▸ What is being asked:
In the listing that follows, copy out each line that includes the word "format".

▸ Records provided:
= = = = =

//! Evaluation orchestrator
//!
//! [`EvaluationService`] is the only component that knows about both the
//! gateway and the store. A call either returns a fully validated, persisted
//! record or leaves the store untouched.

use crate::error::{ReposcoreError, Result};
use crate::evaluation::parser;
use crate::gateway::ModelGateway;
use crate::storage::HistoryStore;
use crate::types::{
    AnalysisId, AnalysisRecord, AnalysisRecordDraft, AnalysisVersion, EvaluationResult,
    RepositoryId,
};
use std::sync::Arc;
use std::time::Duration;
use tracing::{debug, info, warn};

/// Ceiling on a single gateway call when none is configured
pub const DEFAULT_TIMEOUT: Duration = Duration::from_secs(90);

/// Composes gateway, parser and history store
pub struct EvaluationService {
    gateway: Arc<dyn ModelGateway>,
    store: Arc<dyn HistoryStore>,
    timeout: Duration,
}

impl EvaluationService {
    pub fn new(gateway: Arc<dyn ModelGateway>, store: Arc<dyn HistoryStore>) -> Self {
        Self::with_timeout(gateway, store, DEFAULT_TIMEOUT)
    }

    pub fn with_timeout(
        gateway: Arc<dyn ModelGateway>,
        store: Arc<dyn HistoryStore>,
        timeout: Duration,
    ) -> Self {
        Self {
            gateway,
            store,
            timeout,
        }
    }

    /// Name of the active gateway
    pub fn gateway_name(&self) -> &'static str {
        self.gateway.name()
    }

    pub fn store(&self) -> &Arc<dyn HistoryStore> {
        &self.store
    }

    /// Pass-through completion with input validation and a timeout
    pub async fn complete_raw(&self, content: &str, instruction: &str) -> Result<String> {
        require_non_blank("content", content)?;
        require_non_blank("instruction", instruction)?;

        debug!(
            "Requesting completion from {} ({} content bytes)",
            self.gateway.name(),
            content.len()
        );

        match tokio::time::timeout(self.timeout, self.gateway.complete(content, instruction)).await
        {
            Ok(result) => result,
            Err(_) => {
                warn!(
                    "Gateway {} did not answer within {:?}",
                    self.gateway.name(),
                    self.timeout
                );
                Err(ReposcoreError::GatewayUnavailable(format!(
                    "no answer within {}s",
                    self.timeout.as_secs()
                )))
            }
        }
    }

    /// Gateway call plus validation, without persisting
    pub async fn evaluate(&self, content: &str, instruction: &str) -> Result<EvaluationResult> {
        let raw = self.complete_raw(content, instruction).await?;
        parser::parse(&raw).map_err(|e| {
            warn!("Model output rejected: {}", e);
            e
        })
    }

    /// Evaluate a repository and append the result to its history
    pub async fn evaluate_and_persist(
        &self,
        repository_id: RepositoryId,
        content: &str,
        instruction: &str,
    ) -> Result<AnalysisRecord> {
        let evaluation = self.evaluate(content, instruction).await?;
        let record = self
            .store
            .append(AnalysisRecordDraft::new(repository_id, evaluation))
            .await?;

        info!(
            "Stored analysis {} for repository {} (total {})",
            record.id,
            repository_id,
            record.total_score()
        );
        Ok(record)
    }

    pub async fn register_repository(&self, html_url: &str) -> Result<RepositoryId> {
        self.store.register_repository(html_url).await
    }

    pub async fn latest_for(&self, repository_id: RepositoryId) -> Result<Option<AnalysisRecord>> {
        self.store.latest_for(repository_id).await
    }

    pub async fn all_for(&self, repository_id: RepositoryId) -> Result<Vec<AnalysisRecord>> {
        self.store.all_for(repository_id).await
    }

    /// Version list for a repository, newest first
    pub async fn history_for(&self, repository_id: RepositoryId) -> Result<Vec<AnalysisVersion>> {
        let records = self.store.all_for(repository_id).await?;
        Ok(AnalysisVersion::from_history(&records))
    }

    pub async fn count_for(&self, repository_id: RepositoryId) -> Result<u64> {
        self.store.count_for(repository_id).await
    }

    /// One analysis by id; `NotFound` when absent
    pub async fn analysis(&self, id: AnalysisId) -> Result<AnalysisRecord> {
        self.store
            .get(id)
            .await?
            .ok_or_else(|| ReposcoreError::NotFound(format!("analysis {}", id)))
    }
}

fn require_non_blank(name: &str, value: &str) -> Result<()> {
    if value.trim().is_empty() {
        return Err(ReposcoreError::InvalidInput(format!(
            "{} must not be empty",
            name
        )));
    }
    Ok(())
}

= = = = =

▸ Output:
                Err(ReposcoreError::GatewayUnavailable(format!(
            .ok_or_else(|| ReposcoreError::NotFound(format!("analysis {}", id)))
        return Err(ReposcoreError::InvalidInput(format!(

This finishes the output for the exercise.